In the US and Europe, this is where dedicated platforms shine. Benchling (US) gives researchers a shared digital workspace for biological data. DNANexus (US) manages the heavy computation of genomic analysis. Synthace (UK) translates complex experimental designs into robotic instructions. Together, these platforms integrate and standardise experimental outputs into searchable, machine-readable datasets that power predictive models. The result is a data flywheel where each experiment refines the model, and each model informs the next experiment. Innovation compounds.

China lacks such infrastructure. Firms like iCarbonX integrate biological data, but they are focused on clinical applications, not SynBio. The lack of data integration platforms slows iteration through the DBTL cycle and reduces the compounding effect of the feedback loop that accelerates discovery. China is investing in AI for biology. ByteDance’s Protenix and Baidu’s PaddleHelix have produced promising algorithms for protein design and drug discovery. But without a robust, standardised data layer, these models cannot reach the scale or reliability of their international counterparts.

Verdict: China is critically weak in learn. It can generate mountains of data, but it cannot yet systematise that data into compounding knowledge. This is the single biggest constraint on China’s ability to move from scaling known products to discovering new ones.

Biofoundry

A biofoundry condenses the entire DBTL cycle into one integrated, automated platform where design, build, test, and learn are linked in a closed loop. It is here that the tempo of SynBio is set.

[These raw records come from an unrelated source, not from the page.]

// THEORY:
// Calibration pins a reference pupil position. From then on every frame compares the
// current pupil centre against it, and the gate reports whether the eye is still
// within a circular tolerance around the reference. The gate is only meaningful
// after calibration: evaluating it without a lock is a usage error, never a silent
// "distance zero".

use crate::error::{CalibrationError, Result};

/// Binary output of the gate.
#[derive(Debug, Clone, Copy, PartialEq, Eq, Hash)]
pub enum ToleranceState {
    WithinTolerance,
    OutOfTolerance,
}

impl ToleranceState {
    pub fn is_within(self) -> bool {
        self == ToleranceState::WithinTolerance
    }
}

pub fn distance(a: (f64, f64), b: (f64, f64)) -> f64 {
    (a.0 - b.0).hypot(a.1 - b.1)
}

/// Compares `current` against the locked centre. The boundary is inclusive:
/// a distance of exactly `radius` is still within tolerance.
pub fn evaluate(
    current: (f64, f64),
    locked: Option<(f64, f64)>,
    radius: f64,
) -> Result<ToleranceState> {
    let locked = locked.ok_or(CalibrationError::NotLocked)?;
    if distance(current, locked) <= radius {
        Ok(ToleranceState::WithinTolerance)
    } else {
        Ok(ToleranceState::OutOfTolerance)
    }
}

/// Calibrated reference position. The reference never moves on its own; only
/// `lock` and `unlock` change it. The tolerance radius stays in the config so the
/// gate always evaluates against the current setting.
#[derive(Debug, Clone, Copy, Default, PartialEq)]
pub struct LockGate {
    locked: Option<(f64, f64)>,
}

impl LockGate {
    pub fn lock(&mut self, position: (f64, f64)) {
        self.locked = Some(position);
    }

    /// Clears the reference. Returns whether a lock was held.
    pub fn unlock(&mut self) -> bool {
        self.locked.take().is_some()
    }

    pub fn is_locked(&self) -> bool {
        self.locked.is_some()
    }

    pub fn locked_position(&self) -> Option<(f64, f64)> {
        self.locked
    }

    pub fn evaluate(&self, current: (f64, f64), radius: f64) -> Result<ToleranceState> {
        evaluate(current, self.locked, radius)
    }

    /// Distance from the locked centre, or `None` while unlocked.
    pub fn distance_from_lock(&self, current: (f64, f64)) -> Option<f64> {
        self.locked.map(|locked| distance(current, locked))
    }
}
// THEORY:
// Tracker settings come from a sectioned JSON file (`video`, `eye_tracking`). Every
// field has a default, so a missing file section, a missing key, or an empty object
// all yield a working tracker; sections this crate does not know about are ignored.
// Values are checked once with `validate` before a tracker is built, and the two
// settings an operator adjusts live (lock tolerance and zoom) have setters that run
// the same checks.

use crate::core_modules::contour_analyzer::AnalyzerParams;
use crate::core_modules::darkest_region::{BlockSumSearch, PowerMode, SearchWindow};
use crate::core_modules::geometry::ZoomCenter;
use crate::core_modules::threshold_bank::ThresholdOffsets;
use crate::error::ConfigError;
use serde::{Deserialize, Serialize};
use std::fs;
use std::path::Path;

#[derive(Debug, Clone, PartialEq, Serialize, Deserialize)]
#[serde(default)]
pub struct VideoConfig {
    /// Canonical working size every frame is cropped and resized to.
    pub working_width: u32,
    pub working_height: u32,
    pub zoom_factor: f64,
    /// Zoom centre as ratios of the frame size; frame centre when absent.
    pub zoom_center: Option<ZoomCenter>,
}

impl Default for VideoConfig {
    fn default() -> Self {
        Self {
            working_width: 640,
            working_height: 480,
            zoom_factor: 1.0,
            zoom_center: None,
        }
    }
}

#[derive(Debug, Clone, PartialEq, Serialize, Deserialize)]
#[serde(default)]
pub struct EyeTrackingConfig {
    /// Lock tolerance radius in working-frame pixels.
    pub lockpos_threshold: f64,
    /// Relative margin a new threshold level must beat the current one by.
    pub threshold_switch_confidence_margin: f64,
    pub power_mode: PowerMode,
    pub threshold_offsets: ThresholdOffsets,
    /// Side of the square neighbourhood kept around the darkest point.
    pub mask_square_size: u32,
    pub min_contour_area: f64,
    pub max_aspect_ratio: f64,
}

impl Default for EyeTrackingConfig {
    fn default() -> Self {
        Self {
            lockpos_threshold: 48.0,
            threshold_switch_confidence_margin: 2.0,
            power_mode: PowerMode::Balanced,
            threshold_offsets: ThresholdOffsets::default(),
            mask_square_size: 250,
            min_contour_area: 1000.0,
            max_aspect_ratio: 3.0,
        }
    }
}

#[derive(Debug, Clone, PartialEq, Default, Serialize, Deserialize)]
#[serde(default)]
pub struct TrackerConfig {
    pub video: VideoConfig,
    pub eye_tracking: EyeTrackingConfig,
}

fn invalid(field: &'static str, reason: impl Into<String>) -> ConfigError {
    ConfigError::Invalid {
        field,
        reason: reason.into(),
    }
}

fn check_zoom(factor: f64, center: Option<ZoomCenter>) -> Result<(), ConfigError> {
    if factor.is_nan() || factor < 1.0 {
        return Err(invalid("video.zoom_factor", format!("must be >= 1, got {factor}")));
    }
    if let Some(center) = center {
        if !center.is_normalized() {
            return Err(invalid(
                "video.zoom_center",
                format!(
                    "ratios must lie in 0..1, got [{}, {}]",
                    center.x_ratio, center.y_ratio
                ),
            ));
        }
    }
    Ok(())
}

fn check_tolerance(radius: f64) -> Result<(), ConfigError> {
    if radius.is_nan() || radius < 0.0 {
        return Err(invalid(
            "eye_tracking.lockpos_threshold",
            format!("must be non-negative, got {radius}"),
        ));
    }
    Ok(())
}

impl TrackerConfig {
    /// Reads and validates a JSON configuration file.
    pub fn load(path: impl AsRef<Path>) -> Result<Self, ConfigError> {
        let contents = fs::read_to_string(path)?;
        Self::from_json(&contents)
    }

    pub fn from_json(json: &str) -> Result<Self, ConfigError> {
        let config: Self = serde_json::from_str(json)?;
        config.validate()?;
        Ok(config)
    }

    pub fn to_json(&self) -> Result<String, ConfigError> {
        Ok(serde_json::to_string_pretty(self)?)
    }

    pub fn save(&self, path: impl AsRef<Path>) -> Result<(), ConfigError> {
        fs::write(path, self.to_json()?)?;
        Ok(())
    }

    pub fn validate(&self) -> Result<(), ConfigError> {
        let video = &self.video;
        if video.working_width == 0 || video.working_height == 0 {
            return Err(invalid(
                "video.working_width",
                format!(
                    "working size must be non-zero, got {}x{}",
                    video.working_width, video.working_height
                ),
            ));
        }
        check_zoom(video.zoom_factor, video.zoom_center)?;

        let eye = &self.eye_tracking;
        check_tolerance(eye.lockpos_threshold)?;
        let margin = eye.threshold_switch_confidence_margin;
        if margin.is_nan() || margin < 0.0 {
            return Err(invalid(
                "eye_tracking.threshold_switch_confidence_margin",
                format!("must be non-negative, got {margin}"),
            ));
        }
        let offsets = eye.threshold_offsets;
        if !(offsets.strict <= offsets.medium && offsets.medium <= offsets.relaxed) {
            return Err(invalid(
                "eye_tracking.threshold_offsets",
                format!(
                    "must satisfy strict <= medium <= relaxed, got {} / {} / {}",
                    offsets.strict, offsets.medium, offsets.relaxed
                ),
            ));
        }
        if eye.mask_square_size == 0 {
            return Err(invalid("eye_tracking.mask_square_size", "must be non-zero"));
        }
        if eye.min_contour_area.is_nan() || eye.min_contour_area < 0.0 {
            return Err(invalid(
                "eye_tracking.min_contour_area",
                format!("must be non-negative, got {}", eye.min_contour_area),
            ));
        }
        if eye.max_aspect_ratio.is_nan() || eye.max_aspect_ratio < 1.0 {
            return Err(invalid(
                "eye_tracking.max_aspect_ratio",
                format!("must be >= 1, got {}", eye.max_aspect_ratio),
            ));
        }
        Ok(())
    }

    pub fn set_lock_tolerance(&mut self, radius: f64) -> Result<(), ConfigError> {
        check_tolerance(radius)?;
        self.eye_tracking.lockpos_threshold = radius;
        Ok(())
    }

    pub fn set_zoom(&mut self, factor: f64, center: Option<ZoomCenter>) -> Result<(), ConfigError> {
        check_zoom(factor, center)?;
        self.video.zoom_factor = factor;
        self.video.zoom_center = center;
        Ok(())
    }

    pub fn analyzer_params(&self) -> AnalyzerParams {
        AnalyzerParams {
            min_area: self.eye_tracking.min_contour_area,
            max_aspect_ratio: self.eye_tracking.max_aspect_ratio,
            ..AnalyzerParams::default()
        }
    }

    pub fn darkest_region_search(&self) -> BlockSumSearch {
        BlockSumSearch::new(SearchWindow::default(), self.eye_tracking.power_mode)
    }
}
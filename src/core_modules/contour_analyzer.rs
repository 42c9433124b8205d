// THEORY:
// The contour analyzer turns one binary threshold mask into at most one scored pupil
// candidate. It runs the same steps for every level of the threshold bank:
//
//   1. Dilate the mask (5x5 square, twice) to close glints and eyelash gaps.
//   2. Trace the outer borders of the dilated mask.
//   3. Drop borders that are too small or too elongated to be a pupil, and keep the
//      largest survivor.
//   4. Fit an ellipse to that border.
//   5. Score how well the ellipse explains the mask.
//
// The score multiplies three terms. The fill ratio asks "is the ellipse solid?",
// the squared thick-band overlap rewards candidates whose outline is long and sits on
// the ellipse, and the thin-band ratio asks "is the outline actually elliptical?".
// Squaring the absolute term makes a large, well-supported pupil beat a tiny perfect
// one. Scores are only compared against each other, never against a fixed bar.

use crate::core_modules::ellipse::{fit_ellipse, Ellipse, EllipseRaster, MIN_FIT_POINTS};
use crate::core_modules::frame::Point;
use image::{GrayImage, Luma};
use imageproc::contours::{find_contours, BorderType};
use imageproc::distance_transform::Norm;
use imageproc::drawing::draw_line_segment_mut;
use imageproc::morphology::dilate;

/// A closed polygon traced around one connected mask region.
#[derive(Debug, Clone, PartialEq, Eq, Default)]
pub struct Contour {
    points: Vec<Point>,
}

impl Contour {
    pub fn new(points: Vec<Point>) -> Self {
        Self { points }
    }

    pub fn points(&self) -> &[Point] {
        &self.points
    }

    pub fn len(&self) -> usize {
        self.points.len()
    }

    pub fn is_empty(&self) -> bool {
        self.points.is_empty()
    }

    /// Enclosed polygon area (shoelace formula).
    pub fn area(&self) -> f64 {
        let n = self.points.len();
        if n < 3 {
            return 0.0;
        }
        let twice: f64 = (0..n)
            .map(|i| {
                let (x0, y0) = self.points[i].as_f64();
                let (x1, y1) = self.points[(i + 1) % n].as_f64();
                x0 * y1 - x1 * y0
            })
            .sum();
        twice.abs() / 2.0
    }

    /// Inclusive bounding box as `(x, y, width, height)`.
    pub fn bounding_box(&self) -> Option<(u32, u32, u32, u32)> {
        let first = self.points.first()?;
        let (mut x0, mut y0, mut x1, mut y1) = (first.x, first.y, first.x, first.y);
        for p in &self.points[1..] {
            x0 = x0.min(p.x);
            y0 = y0.min(p.y);
            x1 = x1.max(p.x);
            y1 = y1.max(p.y);
        }
        Some((x0, y0, x1 - x0 + 1, y1 - y0 + 1))
    }

    /// Long side over short side of the bounding box.
    pub fn aspect_ratio(&self) -> f64 {
        match self.bounding_box() {
            Some((_, _, w, h)) => w.max(h) as f64 / w.min(h) as f64,
            None => f64::INFINITY,
        }
    }

    /// Mean of the contour points.
    pub fn centroid(&self) -> Option<(f64, f64)> {
        if self.points.is_empty() {
            return None;
        }
        let n = self.points.len() as f64;
        let (sx, sy) = self.points.iter().fold((0.0, 0.0), |(sx, sy), p| {
            (sx + p.x as f64, sy + p.y as f64)
        });
        Some((sx / n, sy / n))
    }

    pub fn to_f64_points(&self) -> Vec<(f64, f64)> {
        self.points.iter().map(Point::as_f64).collect()
    }
}

/// Tuning for one `analyze` call.
#[derive(Debug, Clone, Copy, PartialEq)]
pub struct AnalyzerParams {
    /// Minimum enclosed area of a candidate contour, in pixels.
    pub min_area: f64,
    /// Maximum bounding-box aspect ratio of a candidate contour.
    pub max_aspect_ratio: f64,
    /// Chebyshev radius of the dilation kernel (2 gives a 5x5 square).
    pub dilation_radius: u8,
    pub dilation_iterations: usize,
    /// Width of the tight outline band used for the border-coverage ratio.
    pub thin_band: f64,
    /// Width of the loose outline band used for the absolute coverage.
    pub thick_band: f64,
}

impl Default for AnalyzerParams {
    fn default() -> Self {
        Self {
            min_area: 1000.0,
            max_aspect_ratio: 3.0,
            dilation_radius: 2,
            dilation_iterations: 2,
            thin_band: 4.0,
            thick_band: 10.0,
        }
    }
}

/// The three goodness terms of one candidate.
#[derive(Debug, Clone, Copy, PartialEq, Default)]
pub struct GoodnessMetrics {
    /// Share of the ellipse interior that is mask foreground, in [0, 1].
    pub fill_ratio: f64,
    /// Share of the contour outline lying on the thin ellipse band, in [0, 1].
    pub border_coverage: f64,
    /// Outline pixels lying on the thick ellipse band.
    pub absolute_coverage: u64,
}

impl GoodnessMetrics {
    pub fn score(&self) -> f64 {
        let absolute = self.absolute_coverage as f64;
        self.fill_ratio * absolute * absolute * self.border_coverage
    }
}

/// Best candidate of one mask.
#[derive(Debug, Clone, PartialEq)]
pub struct ContourAnalysis {
    pub contour: Contour,
    pub ellipse: Ellipse,
    pub metrics: GoodnessMetrics,
    pub score: f64,
}

/// Grows the foreground of `mask` with a square kernel.
pub fn dilate_mask(mask: &GrayImage, params: &AnalyzerParams) -> GrayImage {
    let mut dilated = mask.clone();
    for _ in 0..params.dilation_iterations {
        dilated = dilate(&dilated, Norm::LInf, params.dilation_radius);
    }
    dilated
}

/// Outer borders of every top-level foreground region.
pub fn external_contours(mask: &GrayImage) -> Vec<Contour> {
    find_contours::<u32>(mask)
        .into_iter()
        .filter(|c| c.border_type == BorderType::Outer && c.parent.is_none())
        .map(|c| Contour::new(c.points.into_iter().map(|p| Point::new(p.x, p.y)).collect()))
        .collect()
}

/// Largest contour passing the area and aspect-ratio filters. The first one wins
/// on equal areas.
pub fn largest_plausible(contours: Vec<Contour>, params: &AnalyzerParams) -> Option<Contour> {
    let mut best: Option<(f64, Contour)> = None;
    for contour in contours {
        let area = contour.area();
        if area < params.min_area || contour.aspect_ratio() > params.max_aspect_ratio {
            continue;
        }
        if best.as_ref().is_none_or(|(best_area, _)| area > *best_area) {
            best = Some((area, contour));
        }
    }
    best.map(|(_, contour)| contour)
}

/// Scores `ellipse` against the dilated mask it was fitted from.
pub fn goodness(
    dilated: &GrayImage,
    contour: &Contour,
    ellipse: &Ellipse,
    params: &AnalyzerParams,
) -> GoodnessMetrics {
    let (width, height) = dilated.dimensions();
    let raster = EllipseRaster::new(*ellipse);

    // --- Fill ratio ---
    let mut interior = 0u64;
    let mut covered = 0u64;
    raster.for_each_filled(width, height, |x, y| {
        interior += 1;
        if dilated.get_pixel(x, y).0[0] > 0 {
            covered += 1;
        }
    });
    let fill_ratio = if interior == 0 {
        0.0
    } else {
        covered as f64 / interior as f64
    };

    // --- Outline overlap ---
    let outline = rasterize_outline(contour, width, height);
    let (mut total, mut thin, mut thick) = (0u64, 0u64, 0u64);
    if let Some((x0, y0, w, h)) = contour.bounding_box() {
        for y in y0..(y0 + h).min(height) {
            for x in x0..(x0 + w).min(width) {
                if outline.get_pixel(x, y).0[0] == 0 {
                    continue;
                }
                total += 1;
                let distance = raster.boundary_distance(x as f64, y as f64);
                if distance <= params.thin_band / 2.0 {
                    thin += 1;
                }
                if distance <= params.thick_band / 2.0 {
                    thick += 1;
                }
            }
        }
    }
    let border_coverage = if total == 0 {
        0.0
    } else {
        thin as f64 / total as f64
    };

    GoodnessMetrics {
        fill_ratio,
        border_coverage,
        absolute_coverage: thick,
    }
}

/// One-pixel closed polyline through the contour points.
fn rasterize_outline(contour: &Contour, width: u32, height: u32) -> GrayImage {
    let mut outline = GrayImage::new(width, height);
    let points = contour.points();
    for (i, start) in points.iter().enumerate() {
        let end = points[(i + 1) % points.len()];
        draw_line_segment_mut(
            &mut outline,
            (start.x as f32, start.y as f32),
            (end.x as f32, end.y as f32),
            Luma([255u8]),
        );
    }
    outline
}

/// Full per-mask analysis. `None` when no contour survives the filters or no
/// ellipse can be fitted to the survivor.
pub fn analyze(mask: &GrayImage, params: &AnalyzerParams) -> Option<ContourAnalysis> {
    let dilated = dilate_mask(mask, params);
    let contour = largest_plausible(external_contours(&dilated), params)?;
    if contour.len() < MIN_FIT_POINTS {
        return None;
    }

    let ellipse = fit_ellipse(&contour.to_f64_points())?;
    let metrics = goodness(&dilated, &contour, &ellipse, params);
    let score = if ellipse.area() > 0.0 { metrics.score() } else { 0.0 };

    Some(ContourAnalysis {
        contour,
        ellipse,
        metrics,
        score,
    })
}
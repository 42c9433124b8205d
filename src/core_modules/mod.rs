// Leaves first: each module only depends on the ones listed above it.
pub mod frame;
pub mod geometry;
pub mod darkest_region;
pub mod threshold_bank;
pub mod ellipse;
pub mod contour_analyzer;
pub mod threshold_selector;
pub mod contour_refiner;
pub mod lock_gate;
pub mod command;
pub mod annotate;
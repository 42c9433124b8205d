// THEORY:
// The `error` module gathers every hard failure the tracker can report. Ordinary
// "nothing found this frame" outcomes never show up here: those are `Option`s that
// flow through the pipeline. What remains are three families:
// 1.  **Precondition violations**: a frame buffer that is empty or does not match
//     its declared dimensions.
// 2.  **Calibration misuse**: asking for a lock before a pupil position exists, or
//     evaluating the gate without a lock. These are kept apart from "pupil not
//     found" so the driver can tell the two situations apart.
// 3.  **Configuration problems**: unreadable, unparsable or out-of-range settings.

use thiserror::Error;

/// Misuse of the calibration lock.
#[derive(Error, Debug, Clone, Copy, PartialEq, Eq)]
pub enum CalibrationError {
    /// A lock was requested before any frame produced a pupil position.
    #[error("cannot lock position: no pupil position has been observed yet")]
    NoPupilPosition,
    /// The tolerance gate was evaluated without a locked reference position.
    #[error("pupil position is not calibrated")]
    NotLocked,
}

#[derive(Error, Debug)]
pub enum ConfigError {
    #[error("failed to read configuration: {0}")]
    Io(#[from] std::io::Error),

    #[error("failed to parse configuration: {0}")]
    Parse(#[from] serde_json::Error),

    #[error("invalid configuration value for `{field}`: {reason}")]
    Invalid { field: &'static str, reason: String },
}

#[derive(Error, Debug)]
pub enum TrackerError {
    #[error("frame is empty (width {width}, height {height})")]
    EmptyFrame { width: u32, height: u32 },

    #[error("frame buffer holds {actual} bytes, expected {expected} for its dimensions")]
    BufferSizeMismatch { expected: usize, actual: usize },

    #[error(transparent)]
    Calibration(#[from] CalibrationError),

    #[error(transparent)]
    Config(#[from] ConfigError),

    #[error("tracking worker has shut down")]
    WorkerClosed,
}

impl TrackerError {
    /// True for the "not calibrated" family, as opposed to frame or config errors.
    pub fn is_calibration(&self) -> bool {
        matches!(self, TrackerError::Calibration(_))
    }
}

pub type Result<T> = std::result::Result<T, TrackerError>;

#[cfg(test)]
mod tests {
    use super::*;

    #[test]
    fn calibration_errors_are_distinguishable() {
        let err: TrackerError = CalibrationError::NotLocked.into();
        assert!(err.is_calibration());
        assert!(!TrackerError::EmptyFrame { width: 0, height: 0 }.is_calibration());
    }

    #[test]
    fn messages_name_the_problem() {
        let err = TrackerError::BufferSizeMismatch { expected: 12, actual: 3 };
        assert_eq!(
            err.to_string(),
            "frame buffer holds 3 bytes, expected 12 for its dimensions"
        );
        let err: TrackerError = CalibrationError::NoPupilPosition.into();
        assert!(err.to_string().contains("no pupil position"));
    }
}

In the US, Ginkgo Bioworks exemplifies this model. Its closed-loop system couples machine learning with robotic experimentation, creating a self-reinforcing data flywheel. Every cycle improves the predictive models, which in turn shape the next round of experiments. The result is faster discovery, lower costs, and an engine for innovative idea testing.

China does not yet have a true equivalent. It has made strides in automation at individual stages with sequencing, synthesis, and high-throughput screening. However, these steps remain fragmented. The missing piece is integration. Without seamless data architecture and system design, these components cannot compound into a full innovation engine.

Recognising this weakness, China has started experimenting with more integrated platforms. The Shenzhen Synthetic Biology Infrastructure is one example. It has begun assembling a biofoundry platform that integrates automated systems for designing DNA fragments, microbes and functional testing into modular workcells. While still early, it reflects China’s recognition of the gap and its commitment to building the kind of unified platforms that could one day make it a leader in synthetic biology.

At the same time, China is exploring an alternative route to integration by embedding AI agents directly into experimental workflows. Projects like BioMARS illustrate this shift. Rather than treating automation as a set of disconnected machines, BioMARS assigns specialised AI roles to different parts of the process. One agent designs experiments, another executes robotic protocols, and a third oversees quality control, all connected to automated lab instruments. This multi-agent approach creates a feedback loop where hypotheses are tested, data is generated, and models are refined in near real time. Although still at an early stage, it shows China’s willingness to use embodied AI to overcome the bottleneck of fragmented systems and compress the pace of discovery from months to days.

Verdict: China lags the West in integrated biofoundries today, but embodied AI could shift the equation. If it succeeds in linking AI, robotics, and sovereign data infrastructure into a seamless DBTL loop, China could not only close the gap with Ginkgo but potentially redefine the frontier of SynBio innovation.

Figure 2. China’s SynBio technological strengths and weaknesses. Image created with Canva.